Task directions: The word "Serialize" marks the lines to find; copy every such line from the data below.

Records for this exercise:
= Beginning of Section =

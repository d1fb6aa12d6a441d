//! Event catalog: the closed set of event kinds and their templates.
//!
//! [`render`] is a pure function over [`EventKind`]. Placeholders of the form
//! `{field}` are replaced literally with the matching value from the event
//! data; a placeholder with no matching field is left in the output verbatim.

use std::fmt;
use std::str::FromStr;

use serde::{Deserialize, Serialize};
use serde_json::Value;

use crate::channels::ChannelSet;
use crate::error::CoreError;
use crate::types::EventData;

// ---------------------------------------------------------------------------
// EventKind
// ---------------------------------------------------------------------------

/// A domain event that can raise an alert.
#[derive(Debug, Clone, Copy, PartialEq, Eq, Hash, Serialize, Deserialize)]
#[serde(rename_all = "snake_case")]
pub enum EventKind {
    RequestCreated,
    RequestApproved,
    RequestRejected,
    VehicleExpiryWarning,
    VehicleExpired,
    VehicleAssigned,
    UserCreated,
    UserRoleChanged,
}

impl EventKind {
    pub const ALL: [EventKind; 8] = [
        EventKind::RequestCreated,
        EventKind::RequestApproved,
        EventKind::RequestRejected,
        EventKind::VehicleExpiryWarning,
        EventKind::VehicleExpired,
        EventKind::VehicleAssigned,
        EventKind::UserCreated,
        EventKind::UserRoleChanged,
    ];

    pub fn as_str(self) -> &'static str {
        match self {
            EventKind::RequestCreated => "request_created",
            EventKind::RequestApproved => "request_approved",
            EventKind::RequestRejected => "request_rejected",
            EventKind::VehicleExpiryWarning => "vehicle_expiry_warning",
            EventKind::VehicleExpired => "vehicle_expired",
            EventKind::VehicleAssigned => "vehicle_assigned",
            EventKind::UserCreated => "user_created",
            EventKind::UserRoleChanged => "user_role_changed",
        }
    }

    /// Title and message templates.
    pub fn template(self) -> Template {
        let (title, message) = match self {
            EventKind::RequestCreated => (
                "New resource request",
                "A new {resource_type} request was created by {location}",
            ),
            EventKind::RequestApproved => (
                "Request approved",
                "Your {resource_type} request has been approved",
            ),
            EventKind::RequestRejected => (
                "Request rejected",
                "Your {resource_type} request has been rejected",
            ),
            EventKind::VehicleExpiryWarning => (
                "Upcoming deadline",
                "Vehicle {license_plate}: {expiry_type} deadline in {days} days",
            ),
            EventKind::VehicleExpired => (
                "Deadline passed",
                "Vehicle {license_plate}: {expiry_type} deadline has passed",
            ),
            EventKind::VehicleAssigned => (
                "Vehicle assigned",
                "Vehicle {license_plate} ({brand} {model}) has been assigned to you",
            ),
            EventKind::UserCreated => (
                "Welcome to the portal",
                "Your account has been created successfully",
            ),
            EventKind::UserRoleChanged => ("Role changed", "Your role has been changed to {new_role}"),
        };
        Template { title, message }
    }

    pub fn priority(self) -> Priority {
        match self {
            EventKind::RequestCreated
            | EventKind::VehicleExpiryWarning
            | EventKind::VehicleExpired => Priority::High,
            EventKind::RequestApproved
            | EventKind::RequestRejected
            | EventKind::VehicleAssigned => Priority::Medium,
            EventKind::UserCreated | EventKind::UserRoleChanged => Priority::Low,
        }
    }

    /// Presentation category shown by the client (icon and colour).
    pub fn category(self) -> AlertCategory {
        match self {
            EventKind::RequestCreated => AlertCategory::Request,
            EventKind::RequestApproved => AlertCategory::Approval,
            EventKind::RequestRejected => AlertCategory::Rejection,
            EventKind::VehicleExpiryWarning | EventKind::VehicleExpired => AlertCategory::Warning,
            EventKind::VehicleAssigned => AlertCategory::Vehicle,
            EventKind::UserCreated => AlertCategory::System,
            EventKind::UserRoleChanged => AlertCategory::Info,
        }
    }

    /// Whether this kind is on the email allow-list.
    pub fn sends_email(self) -> bool {
        matches!(
            self,
            EventKind::RequestApproved
                | EventKind::RequestRejected
                | EventKind::VehicleExpired
                | EventKind::UserCreated
        )
    }

    pub fn channels(self) -> ChannelSet {
        if self.sends_email() {
            ChannelSet::realtime().with_email()
        } else {
            ChannelSet::realtime()
        }
    }

    pub fn email_layout(self) -> EmailLayout {
        match self {
            EventKind::UserCreated => EmailLayout::Welcome,
            _ => EmailLayout::Notification,
        }
    }

    /// Deep link into the portal for the alert's subject, if any.
    pub fn action_url(self, data: &EventData) -> Option<String> {
        match self {
            EventKind::RequestCreated | EventKind::RequestApproved | EventKind::RequestRejected => {
                Some(match field_text(data, "request_id") {
                    Some(id) => format!("/resources?id={id}"),
                    None => "/resources".to_string(),
                })
            }
            EventKind::VehicleExpiryWarning
            | EventKind::VehicleExpired
            | EventKind::VehicleAssigned => Some(match field_text(data, "vehicle_id") {
                Some(id) => format!("/vehicles/{id}"),
                None => "/vehicles".to_string(),
            }),
            EventKind::UserCreated | EventKind::UserRoleChanged => None,
        }
    }
}

impl fmt::Display for EventKind {
    fn fmt(&self, f: &mut fmt::Formatter<'_>) -> fmt::Result {
        f.write_str(self.as_str())
    }
}

impl FromStr for EventKind {
    type Err = CoreError;

    fn from_str(s: &str) -> Result<Self, Self::Err> {
        EventKind::ALL
            .into_iter()
            .find(|k| k.as_str() == s)
            .ok_or_else(|| CoreError::Validation(format!("Unknown event kind: {s}")))
    }
}

// ---------------------------------------------------------------------------
// Supporting enums
// ---------------------------------------------------------------------------

#[derive(Debug, Clone, Copy, PartialEq, Eq, PartialOrd, Ord, Serialize, Deserialize)]
#[serde(rename_all = "lowercase")]
pub enum Priority {
    Low,
    Medium,
    High,
}

impl Priority {
    pub fn as_str(self) -> &'static str {
        match self {
            Priority::Low => "low",
            Priority::Medium => "medium",
            Priority::High => "high",
        }
    }
}

#[derive(Debug, Clone, Copy, PartialEq, Eq, Serialize, Deserialize)]
#[serde(rename_all = "lowercase")]
pub enum AlertCategory {
    Request,
    Approval,
    Rejection,
    Vehicle,
    Warning,
    Info,
    System,
}

impl AlertCategory {
    pub fn as_str(self) -> &'static str {
        match self {
            AlertCategory::Request => "request",
            AlertCategory::Approval => "approval",
            AlertCategory::Rejection => "rejection",
            AlertCategory::Vehicle => "vehicle",
            AlertCategory::Warning => "warning",
            AlertCategory::Info => "info",
            AlertCategory::System => "system",
        }
    }
}

/// HTML layout family used by the email side-channel.
#[derive(Debug, Clone, Copy, PartialEq, Eq, Serialize)]
#[serde(rename_all = "lowercase")]
pub enum EmailLayout {
    Notification,
    Welcome,
}

impl EmailLayout {
    pub fn as_str(self) -> &'static str {
        match self {
            EmailLayout::Notification => "notification",
            EmailLayout::Welcome => "welcome",
        }
    }
}

// ---------------------------------------------------------------------------
// Rendering
// ---------------------------------------------------------------------------

#[derive(Debug, Clone, Copy)]
pub struct Template {
    pub title: &'static str,
    pub message: &'static str,
}

/// Output of [`render`].
#[derive(Debug, Clone, PartialEq, Serialize)]
pub struct Rendered {
    pub title: String,
    pub message: String,
    pub channels: ChannelSet,
    pub priority: Priority,
    pub category: AlertCategory,
}

/// Render the templates for `kind` against `data`.
pub fn render(kind: EventKind, data: &EventData) -> Rendered {
    let template = kind.template();
    Rendered {
        title: substitute(template.title, data),
        message: substitute(template.message, data),
        channels: kind.channels(),
        priority: kind.priority(),
        category: kind.category(),
    }
}

/// Replace every `{key}` token with the text of `data[key]`.
pub fn substitute(template: &str, data: &EventData) -> String {
    let mut out = template.to_string();
    for (key, value) in data {
        let token = format!("{{{key}}}");
        if out.contains(&token) {
            out = out.replace(&token, &value_text(value));
        }
    }
    out
}

/// Text of a data field as it appears in templates and keys.
///
/// Strings are used verbatim, other scalars via their JSON text. `null`
/// counts as absent.
pub fn field_text(data: &EventData, key: &str) -> Option<String> {
    match data.get(key)? {
        Value::Null => None,
        v => Some(value_text(v)),
    }
}

fn value_text(value: &Value) -> String {
    match value {
        Value::String(s) => s.clone(),
        other => other.to_string(),
    }
}

#[cfg(test)]
mod tests {
    use super::*;
    use assert_matches::assert_matches;
    use serde_json::json;

    fn data(value: Value) -> EventData {
        value.as_object().cloned().unwrap()
    }

    #[test]
    fn vehicle_assigned_message_contains_plate() {
        let rendered = render(
            EventKind::VehicleAssigned,
            &data(json!({"license_plate": "AB123CD", "brand": "Fiat", "model": "Panda"})),
        );
        assert!(rendered.message.contains("AB123CD"));
        assert_eq!(
            rendered.message,
            "Vehicle AB123CD (Fiat Panda) has been assigned to you"
        );
    }

    #[test]
    fn missing_field_leaves_token_verbatim() {
        let rendered = render(
            EventKind::VehicleAssigned,
            &data(json!({"brand": "Fiat", "model": "Panda"})),
        );
        assert!(rendered.message.contains("{license_plate}"));
    }

    #[test]
    fn numeric_fields_render_without_quotes() {
        let rendered = render(
            EventKind::VehicleExpiryWarning,
            &data(json!({"license_plate": "XY", "expiry_type": "insurance", "days": 3})),
        );
        assert_eq!(
            rendered.message,
            "Vehicle XY: insurance deadline in 3 days"
        );
    }

    #[test]
    fn repeated_tokens_are_all_replaced() {
        let out = substitute("{a}-{a}", &data(json!({"a": "x"})));
        assert_eq!(out, "x-x");
    }

    #[test]
    fn kind_round_trips_through_name() {
        for kind in EventKind::ALL {
            assert_eq!(kind.as_str().parse::<EventKind>().unwrap(), kind);
        }
    }

    #[test]
    fn unknown_kind_name_is_validation_error() {
        assert_matches!(
            "vehicle_exploded".parse::<EventKind>(),
            Err(CoreError::Validation(_))
        );
    }

    #[test]
    fn email_allow_list() {
        let emailed: Vec<_> = EventKind::ALL.into_iter().filter(|k| k.sends_email()).collect();
        assert_eq!(
            emailed,
            vec![
                EventKind::RequestApproved,
                EventKind::RequestRejected,
                EventKind::VehicleExpired,
                EventKind::UserCreated,
            ]
        );
    }

    #[test]
    fn action_urls_follow_subject() {
        let d = data(json!({"request_id": 12}));
        assert_eq!(
            EventKind::RequestApproved.action_url(&d).as_deref(),
            Some("/resources?id=12")
        );
        assert_eq!(
            EventKind::VehicleExpired.action_url(&EventData::new()).as_deref(),
            Some("/vehicles")
        );
        assert_eq!(EventKind::UserRoleChanged.action_url(&d), None);
    }

    #[test]
    fn welcome_layout_only_for_account_creation() {
        assert_eq!(EventKind::UserCreated.email_layout(), EmailLayout::Welcome);
        assert_eq!(
            EventKind::VehicleExpired.email_layout(),
            EmailLayout::Notification
        );
    }
}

= End of Section =

The completed task:
use serde::{Deserialize, Serialize};
#[derive(Debug, Clone, Copy, PartialEq, Eq, Hash, Serialize, Deserialize)]
#[derive(Debug, Clone, Copy, PartialEq, Eq, PartialOrd, Ord, Serialize, Deserialize)]
#[derive(Debug, Clone, Copy, PartialEq, Eq, Serialize, Deserialize)]
#[derive(Debug, Clone, Copy, PartialEq, Eq, Serialize)]
#[derive(Debug, Clone, PartialEq, Serialize)]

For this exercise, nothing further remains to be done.